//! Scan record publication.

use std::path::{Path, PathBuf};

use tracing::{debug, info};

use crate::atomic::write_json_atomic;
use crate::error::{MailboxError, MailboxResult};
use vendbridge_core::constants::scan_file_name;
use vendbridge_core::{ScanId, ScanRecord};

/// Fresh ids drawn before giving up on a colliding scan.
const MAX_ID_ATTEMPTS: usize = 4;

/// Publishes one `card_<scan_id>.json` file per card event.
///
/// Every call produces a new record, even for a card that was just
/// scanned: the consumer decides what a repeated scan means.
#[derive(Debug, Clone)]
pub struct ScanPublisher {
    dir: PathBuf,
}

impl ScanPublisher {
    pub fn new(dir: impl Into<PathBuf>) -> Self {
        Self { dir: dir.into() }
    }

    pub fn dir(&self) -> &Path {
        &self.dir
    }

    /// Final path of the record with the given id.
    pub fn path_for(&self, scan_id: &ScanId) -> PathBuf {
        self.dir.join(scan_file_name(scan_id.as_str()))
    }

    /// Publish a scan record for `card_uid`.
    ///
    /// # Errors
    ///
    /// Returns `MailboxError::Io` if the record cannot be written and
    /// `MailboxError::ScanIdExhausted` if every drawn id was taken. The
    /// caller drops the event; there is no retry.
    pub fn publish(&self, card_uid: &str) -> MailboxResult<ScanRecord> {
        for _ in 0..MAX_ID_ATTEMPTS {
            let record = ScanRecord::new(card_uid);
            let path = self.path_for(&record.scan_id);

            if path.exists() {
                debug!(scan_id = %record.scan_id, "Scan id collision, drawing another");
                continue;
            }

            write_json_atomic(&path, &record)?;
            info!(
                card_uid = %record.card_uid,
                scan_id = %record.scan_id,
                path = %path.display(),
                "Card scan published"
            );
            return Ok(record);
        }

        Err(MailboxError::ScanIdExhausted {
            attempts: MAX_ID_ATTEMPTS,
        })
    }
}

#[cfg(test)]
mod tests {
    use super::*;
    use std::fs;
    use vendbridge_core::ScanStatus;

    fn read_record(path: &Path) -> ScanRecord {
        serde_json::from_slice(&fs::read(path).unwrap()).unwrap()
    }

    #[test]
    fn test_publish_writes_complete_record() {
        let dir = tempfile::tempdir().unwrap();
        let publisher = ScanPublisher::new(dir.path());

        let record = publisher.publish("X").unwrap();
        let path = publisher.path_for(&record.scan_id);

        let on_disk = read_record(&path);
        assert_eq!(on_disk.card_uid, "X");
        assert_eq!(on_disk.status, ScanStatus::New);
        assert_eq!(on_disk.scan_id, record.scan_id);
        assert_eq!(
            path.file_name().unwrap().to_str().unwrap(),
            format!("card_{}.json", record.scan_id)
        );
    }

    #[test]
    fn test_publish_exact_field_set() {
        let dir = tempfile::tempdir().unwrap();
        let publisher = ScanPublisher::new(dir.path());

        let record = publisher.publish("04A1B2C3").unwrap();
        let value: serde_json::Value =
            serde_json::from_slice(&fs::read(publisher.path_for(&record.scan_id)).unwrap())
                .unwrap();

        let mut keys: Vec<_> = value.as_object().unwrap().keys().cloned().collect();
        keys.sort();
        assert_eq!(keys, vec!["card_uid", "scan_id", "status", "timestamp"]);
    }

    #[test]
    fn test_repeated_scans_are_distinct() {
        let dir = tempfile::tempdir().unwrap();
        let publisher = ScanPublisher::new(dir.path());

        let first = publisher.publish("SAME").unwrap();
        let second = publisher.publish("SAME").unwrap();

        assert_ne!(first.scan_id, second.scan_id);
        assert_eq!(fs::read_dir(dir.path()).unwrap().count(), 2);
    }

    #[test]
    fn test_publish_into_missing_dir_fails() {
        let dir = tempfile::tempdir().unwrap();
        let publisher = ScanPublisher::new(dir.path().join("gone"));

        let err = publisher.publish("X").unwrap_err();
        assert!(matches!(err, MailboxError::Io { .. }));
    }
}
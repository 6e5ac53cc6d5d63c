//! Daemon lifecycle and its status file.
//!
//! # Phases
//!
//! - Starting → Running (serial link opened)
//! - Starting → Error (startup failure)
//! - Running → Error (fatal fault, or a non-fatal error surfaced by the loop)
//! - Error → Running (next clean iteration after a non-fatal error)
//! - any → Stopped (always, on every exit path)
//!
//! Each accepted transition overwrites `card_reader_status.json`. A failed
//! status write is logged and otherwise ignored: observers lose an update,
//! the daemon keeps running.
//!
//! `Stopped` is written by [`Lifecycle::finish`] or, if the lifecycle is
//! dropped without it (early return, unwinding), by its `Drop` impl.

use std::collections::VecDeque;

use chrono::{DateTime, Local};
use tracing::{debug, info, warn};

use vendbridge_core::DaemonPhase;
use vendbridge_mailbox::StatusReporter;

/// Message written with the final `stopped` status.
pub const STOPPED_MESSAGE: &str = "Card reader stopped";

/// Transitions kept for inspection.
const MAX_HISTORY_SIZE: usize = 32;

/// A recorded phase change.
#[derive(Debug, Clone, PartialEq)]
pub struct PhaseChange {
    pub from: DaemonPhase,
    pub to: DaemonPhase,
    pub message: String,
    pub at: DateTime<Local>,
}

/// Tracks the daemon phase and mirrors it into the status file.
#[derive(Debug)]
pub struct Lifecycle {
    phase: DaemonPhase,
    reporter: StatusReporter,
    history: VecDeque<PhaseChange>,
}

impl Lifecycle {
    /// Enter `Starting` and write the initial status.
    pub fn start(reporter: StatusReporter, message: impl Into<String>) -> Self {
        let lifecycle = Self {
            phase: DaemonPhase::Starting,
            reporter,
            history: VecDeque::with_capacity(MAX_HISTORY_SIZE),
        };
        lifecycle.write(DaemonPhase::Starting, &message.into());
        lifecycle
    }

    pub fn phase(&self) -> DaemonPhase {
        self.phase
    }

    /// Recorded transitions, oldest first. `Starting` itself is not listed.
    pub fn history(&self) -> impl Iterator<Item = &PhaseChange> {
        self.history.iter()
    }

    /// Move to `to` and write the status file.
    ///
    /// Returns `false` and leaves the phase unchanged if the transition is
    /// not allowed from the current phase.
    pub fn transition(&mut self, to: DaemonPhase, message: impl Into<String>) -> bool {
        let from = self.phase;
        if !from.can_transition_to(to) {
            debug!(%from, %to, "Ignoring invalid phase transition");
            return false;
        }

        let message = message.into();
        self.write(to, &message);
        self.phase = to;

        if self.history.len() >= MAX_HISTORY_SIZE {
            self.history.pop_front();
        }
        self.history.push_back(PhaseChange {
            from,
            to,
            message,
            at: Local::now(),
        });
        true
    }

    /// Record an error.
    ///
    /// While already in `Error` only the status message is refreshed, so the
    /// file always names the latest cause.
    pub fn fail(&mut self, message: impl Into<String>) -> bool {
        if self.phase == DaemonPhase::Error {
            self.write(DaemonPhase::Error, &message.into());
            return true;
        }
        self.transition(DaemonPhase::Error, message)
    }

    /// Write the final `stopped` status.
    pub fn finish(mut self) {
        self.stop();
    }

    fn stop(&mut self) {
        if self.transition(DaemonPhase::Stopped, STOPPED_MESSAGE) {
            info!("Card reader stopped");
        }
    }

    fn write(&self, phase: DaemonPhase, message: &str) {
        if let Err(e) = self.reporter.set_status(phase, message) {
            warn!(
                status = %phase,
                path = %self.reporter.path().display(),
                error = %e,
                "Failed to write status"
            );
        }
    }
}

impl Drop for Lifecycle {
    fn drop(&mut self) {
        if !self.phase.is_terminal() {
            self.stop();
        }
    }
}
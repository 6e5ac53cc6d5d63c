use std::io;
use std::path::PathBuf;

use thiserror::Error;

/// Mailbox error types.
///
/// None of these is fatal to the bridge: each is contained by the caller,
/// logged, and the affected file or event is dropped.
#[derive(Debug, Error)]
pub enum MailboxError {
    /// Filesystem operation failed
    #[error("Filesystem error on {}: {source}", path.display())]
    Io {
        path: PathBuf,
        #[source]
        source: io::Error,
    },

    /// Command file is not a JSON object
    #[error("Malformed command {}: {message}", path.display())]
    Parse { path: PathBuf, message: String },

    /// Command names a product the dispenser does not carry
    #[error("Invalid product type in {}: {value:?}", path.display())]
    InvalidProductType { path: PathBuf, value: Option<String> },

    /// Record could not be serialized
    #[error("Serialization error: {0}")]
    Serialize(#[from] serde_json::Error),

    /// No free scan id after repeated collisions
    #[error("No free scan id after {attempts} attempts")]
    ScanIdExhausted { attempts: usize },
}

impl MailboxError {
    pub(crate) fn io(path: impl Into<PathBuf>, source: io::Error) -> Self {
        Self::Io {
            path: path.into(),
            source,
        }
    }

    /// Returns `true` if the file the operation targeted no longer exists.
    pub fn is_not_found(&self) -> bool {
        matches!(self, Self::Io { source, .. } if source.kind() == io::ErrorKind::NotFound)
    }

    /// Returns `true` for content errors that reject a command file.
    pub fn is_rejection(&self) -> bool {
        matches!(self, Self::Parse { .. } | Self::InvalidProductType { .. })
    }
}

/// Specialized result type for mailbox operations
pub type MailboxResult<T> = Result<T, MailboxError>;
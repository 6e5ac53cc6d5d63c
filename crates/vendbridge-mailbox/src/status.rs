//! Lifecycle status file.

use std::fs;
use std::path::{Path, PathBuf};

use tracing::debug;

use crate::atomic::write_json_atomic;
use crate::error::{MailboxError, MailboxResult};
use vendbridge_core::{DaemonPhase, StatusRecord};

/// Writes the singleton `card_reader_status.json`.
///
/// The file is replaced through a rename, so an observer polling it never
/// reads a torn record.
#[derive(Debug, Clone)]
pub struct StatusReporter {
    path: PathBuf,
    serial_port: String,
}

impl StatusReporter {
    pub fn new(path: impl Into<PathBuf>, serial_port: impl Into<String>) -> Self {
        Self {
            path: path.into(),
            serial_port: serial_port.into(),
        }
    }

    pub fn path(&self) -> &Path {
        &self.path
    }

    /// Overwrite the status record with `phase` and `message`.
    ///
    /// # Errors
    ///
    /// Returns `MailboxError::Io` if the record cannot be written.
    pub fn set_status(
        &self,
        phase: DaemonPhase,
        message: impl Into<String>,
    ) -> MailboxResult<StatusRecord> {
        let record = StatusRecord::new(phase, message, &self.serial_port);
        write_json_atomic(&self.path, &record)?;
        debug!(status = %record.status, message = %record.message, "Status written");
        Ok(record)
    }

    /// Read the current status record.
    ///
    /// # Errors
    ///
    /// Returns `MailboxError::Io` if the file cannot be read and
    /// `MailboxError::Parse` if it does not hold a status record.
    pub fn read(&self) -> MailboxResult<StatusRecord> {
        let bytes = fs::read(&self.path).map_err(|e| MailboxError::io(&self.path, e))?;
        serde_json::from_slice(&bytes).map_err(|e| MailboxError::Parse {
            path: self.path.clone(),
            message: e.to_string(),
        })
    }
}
========================================================================
◆ Exercise requirements ◆
Your answer should be a single number: the count of lines in these records that hold the string "Parse".

◆ Answer to the problem ◆
4